The Hustler Fund is set to implement more stringent recovery measures for its credit facilities, as the government seeks to recoup billions in outstanding debt. Henry Tanui, the Chief Executive Officer of the fund, confirmed that the institution is exploring new technical mechanisms to track and recover funds from borrowers who have failed to meet their repayment obligations.
According to current data, the amount of non-performing loans has climbed to Ksh12 billion. This figure represents a significant portion of the total disbursements made since the fund's inception two years ago. To address this gap, the fund has secured a critical regulatory green light that will change how it interacts with borrower data.
The Office of the Data Protection Commissioner (ODPC) has granted the Hustler Fund approval to access the official records of approximately twenty million registrants. By linking loan accounts directly to National ID card data, the fund intends to create a more transparent and traceable repayment environment. This move is designed to ensure that the revolving nature of the fund is preserved for future borrowers.
The integration with the national identification database allows for more precise identification of individuals who have taken multiple loans across different platforms but have avoided repayment on the state-backed scheme. Until now, the fund relied largely on voluntary compliance and mobile money records, which provided limited recourse against persistent defaulters.
The ODPC's decision to allow access to these records followed a review of the fundβs data handling protocols. Ensuring that personal information is used strictly for debt recovery and financial management was a key consideration in the approval process. This development comes as the government marks the second anniversary of the Hustler Fund, which was launched as a flagship project to provide affordable credit to the bottom of the economic pyramid.
While the fund has been praised for its role in financial inclusion, the high rate of defaults has prompted concerns regarding its long-term sustainability. Management has noted that while the initial focus was on disbursement and onboarding, the second phase of operations will prioritize the integrity of the credit cycle.
Borrowers with outstanding balances are now encouraged to regularize their accounts before the new tracking systems are fully integrated. The use of national identity data marks a shift toward a more formalized credit reporting structure for small-scale loans in Kenya.
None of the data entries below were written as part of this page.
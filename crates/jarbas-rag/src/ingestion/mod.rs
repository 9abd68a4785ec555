//! PDF ingestion: text extraction, paragraph chunking, storage

mod chunker;
pub(crate) mod parser;
pub(crate) mod processor;

pub use chunker::{ParagraphChunker, PARAGRAPH_BREAK};
pub use parser::{join_pages, PdfExtractor, TextExtractor};
pub use processor::{IngestOutcome, IngestPipeline};
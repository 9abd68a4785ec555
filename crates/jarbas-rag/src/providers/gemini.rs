//! Gemini providers over the Google Generative Language API
//!
//! Both providers share one HTTP client and authenticate with the API key in
//! the `x-goog-api-key` header. Every call is a single attempt.

use async_trait::async_trait;
use serde::{Deserialize, Serialize};

use crate::config::GeminiConfig;
use crate::error::{Error, Result};
use crate::providers::embedding::EmbeddingProvider;
use crate::providers::llm::LlmProvider;

/// Maximum texts per `batchEmbedContents` request
const MAX_EMBED_BATCH: usize = 100;

/// Shared HTTP plumbing for the Gemini API
#[derive(Clone)]
pub struct GeminiApi {
    client: reqwest::Client,
    api_key: String,
    base_url: String,
}

impl GeminiApi {
    /// Create from configuration
    pub fn new(config: &GeminiConfig) -> Self {
        Self {
            client: reqwest::Client::new(),
            api_key: config.api_key.clone(),
            base_url: config.base_url.trim_end_matches('/').to_string(),
        }
    }

    /// URL for a model method, e.g. `models/gemini-1.5-flash:generateContent`
    fn method_url(&self, model: &str, method: &str) -> String {
        format!("{}/{}:{}", self.base_url, model_path(model), method)
    }

    async fn post<Req, Resp>(&self, url: &str, body: &Req) -> Result<Resp>
    where
        Req: Serialize + ?Sized,
        Resp: for<'de> Deserialize<'de>,
    {
        let response = self
            .client
            .post(url)
            .header("x-goog-api-key", &self.api_key)
            .json(body)
            .send()
            .await?;

        let status = response.status();
        let text = response.text().await?;
        decode_response(status, &text)
    }
}

/// Parse a reply body, turning non-success statuses into `Error::RemoteApi`
fn decode_response<Resp>(status: reqwest::StatusCode, text: &str) -> Result<Resp>
where
    Resp: for<'de> Deserialize<'de>,
{
    if !status.is_success() {
        return Err(Error::RemoteApi(describe_api_error(status, text)));
    }
    Ok(serde_json::from_str(text)?)
}

/// Prefix a bare model name with `models/`
pub fn model_path(model: &str) -> String {
    if model.starts_with("models/") || model.starts_with("tunedModels/") {
        model.to_string()
    } else {
        format!("models/{}", model)
    }
}

fn describe_api_error(status: reqwest::StatusCode, body: &str) -> String {
    match serde_json::from_str::<ApiErrorBody>(body) {
        Ok(parsed) if !parsed.error.status.is_empty() => format!(
            "Gemini API error ({} {}): {}",
            status, parsed.error.status, parsed.error.message
        ),
        Ok(parsed) => format!("Gemini API error ({}): {}", status, parsed.error.message),
        Err(_) => format!("Gemini API error ({}): {}", status, body),
    }
}

#[derive(Deserialize)]
struct ApiErrorBody {
    error: ApiErrorDetail,
}

#[derive(Deserialize)]
struct ApiErrorDetail {
    message: String,
    #[serde(default)]
    status: String,
}

#[derive(Serialize)]
struct Content {
    #[serde(skip_serializing_if = "Option::is_none")]
    role: Option<String>,
    parts: Vec<Part>,
}

#[derive(Serialize)]
struct Part {
    text: String,
}

// ============================================================================
// Embeddings
// ============================================================================

/// Embedding task hint sent with each request
#[derive(Debug, Clone, Copy, PartialEq, Eq, Serialize)]
#[serde(rename_all = "SCREAMING_SNAKE_CASE")]
enum TaskType {
    RetrievalDocument,
    RetrievalQuery,
}

#[derive(Serialize)]
struct BatchEmbedRequest {
    requests: Vec<EmbedRequest>,
}

#[derive(Serialize)]
#[serde(rename_all = "camelCase")]
struct EmbedRequest {
    model: String,
    content: Content,
    task_type: TaskType,
}

#[derive(Deserialize)]
struct BatchEmbedResponse {
    #[serde(default)]
    embeddings: Vec<EmbeddingValues>,
}

#[derive(Deserialize)]
struct EmbeddingValues {
    values: Vec<f32>,
}

/// Gemini embedding provider
pub struct GeminiEmbedder {
    api: GeminiApi,
    model: String,
}

impl GeminiEmbedder {
    /// Create a new embedder
    pub fn new(api: GeminiApi, model: impl Into<String>) -> Self {
        Self {
            api,
            model: model_path(&model.into()),
        }
    }

    fn build_batch(&self, texts: &[String], task_type: TaskType) -> BatchEmbedRequest {
        BatchEmbedRequest {
            requests: texts
                .iter()
                .map(|text| EmbedRequest {
                    model: self.model.clone(),
                    content: Content {
                        role: None,
                        parts: vec![Part { text: text.clone() }],
                    },
                    task_type,
                })
                .collect(),
        }
    }

    async fn embed_with_task(&self, texts: &[String], task_type: TaskType) -> Result<Vec<Vec<f32>>> {
        let url = self.api.method_url(&self.model, "batchEmbedContents");
        let mut all_embeddings = Vec::with_capacity(texts.len());

        for batch in texts.chunks(MAX_EMBED_BATCH) {
            let request = self.build_batch(batch, task_type);
            let response: BatchEmbedResponse = self
                .api
                .post(&url, &request)
                .await
                .map_err(|e| Error::embedding(e.to_string()))?;

            if response.embeddings.len() != batch.len() {
                return Err(Error::embedding(format!(
                    "Gemini returned {} embeddings for {} texts",
                    response.embeddings.len(),
                    batch.len()
                )));
            }

            all_embeddings.extend(response.embeddings.into_iter().map(|e| e.values));
        }

        Ok(all_embeddings)
    }
}

#[async_trait]
impl EmbeddingProvider for GeminiEmbedder {
    async fn embed_documents(&self, texts: &[String]) -> Result<Vec<Vec<f32>>> {
        if texts.is_empty() {
            return Ok(Vec::new());
        }
        self.embed_with_task(texts, TaskType::RetrievalDocument).await
    }

    async fn embed_query(&self, text: &str) -> Result<Vec<f32>> {
        self.embed_with_task(&[text.to_string()], TaskType::RetrievalQuery)
            .await?
            .into_iter()
            .next()
            .ok_or_else(|| Error::embedding("No embedding in Gemini response"))
    }

    fn name(&self) -> &str {
        "gemini"
    }
}

// ============================================================================
// Generation
// ============================================================================

#[derive(Serialize)]
struct GenerateRequest {
    contents: Vec<Content>,
}

#[derive(Deserialize)]
#[serde(rename_all = "camelCase")]
struct GenerateResponse {
    #[serde(default)]
    candidates: Vec<Candidate>,
    #[serde(default)]
    prompt_feedback: Option<PromptFeedback>,
}

#[derive(Deserialize)]
#[serde(rename_all = "camelCase")]
struct PromptFeedback {
    #[serde(default)]
    block_reason: Option<String>,
}

#[derive(Deserialize)]
#[serde(rename_all = "camelCase")]
struct Candidate {
    #[serde(default)]
    content: Option<ResponseContent>,
    #[serde(default)]
    finish_reason: Option<String>,
}

#[derive(Deserialize)]
struct ResponseContent {
    #[serde(default)]
    parts: Vec<ResponsePart>,
}

#[derive(Deserialize)]
struct ResponsePart {
    #[serde(default)]
    text: Option<String>,
}

impl GenerateResponse {
    /// Text of the first candidate, all parts joined
    fn into_text(self) -> Result<String> {
        let block_reason = self.prompt_feedback.and_then(|f| f.block_reason);
        let candidate = match self.candidates.into_iter().next() {
            Some(candidate) => candidate,
            None => {
                return Err(Error::llm(match block_reason {
                    Some(reason) => format!("Prompt blocked by Gemini: {}", reason),
                    None => "No candidates in Gemini response".to_string(),
                }))
            }
        };

        let finish_reason = candidate.finish_reason;
        let text: String = candidate
            .content
            .map(|c| c.parts.into_iter().filter_map(|p| p.text).collect())
            .unwrap_or_default();

        if text.is_empty() {
            return Err(Error::llm(format!(
                "No text in Gemini response (finish reason: {})",
                finish_reason.as_deref().unwrap_or("unknown")
            )));
        }

        Ok(text)
    }
}

/// Gemini generation client
pub struct GeminiClient {
    api: GeminiApi,
    model: String,
}

impl GeminiClient {
    /// Create a new client
    pub fn new(api: GeminiApi, model: impl Into<String>) -> Self {
        Self {
            api,
            model: model.into(),
        }
    }
}

#[async_trait]
impl LlmProvider for GeminiClient {
    async fn generate(&self, prompt: &str) -> Result<String> {
        let request = GenerateRequest {
            contents: vec![Content {
                role: Some("user".to_string()),
                parts: vec![Part {
                    text: prompt.to_string(),
                }],
            }],
        };

        let url = self.api.method_url(&self.model, "generateContent");
        let response: GenerateResponse = self
            .api
            .post(&url, &request)
            .await
            .map_err(|e| Error::llm(format!("Gemini request failed: {}", e)))?;
        response.into_text()
    }

    fn name(&self) -> &str {
        "gemini"
    }

    fn model(&self) -> &str {
        &self.model
    }
}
By utilizing the ID database, the fund can better monitor the creditworthiness of its 20 million users. This approach is expected to reduce the risks associated with unsecured lending, which, although beneficial for those without traditional collateral, has proven difficult to manage when repayment schedules are ignored.
The recovery exercise is part of a broader strategy to ensure the Ksh12 billion is returned to the pool, allowing other entrepreneurs to access the capital. This enforcement phase signifies a transition from the initial rollout to a more disciplined financial management model.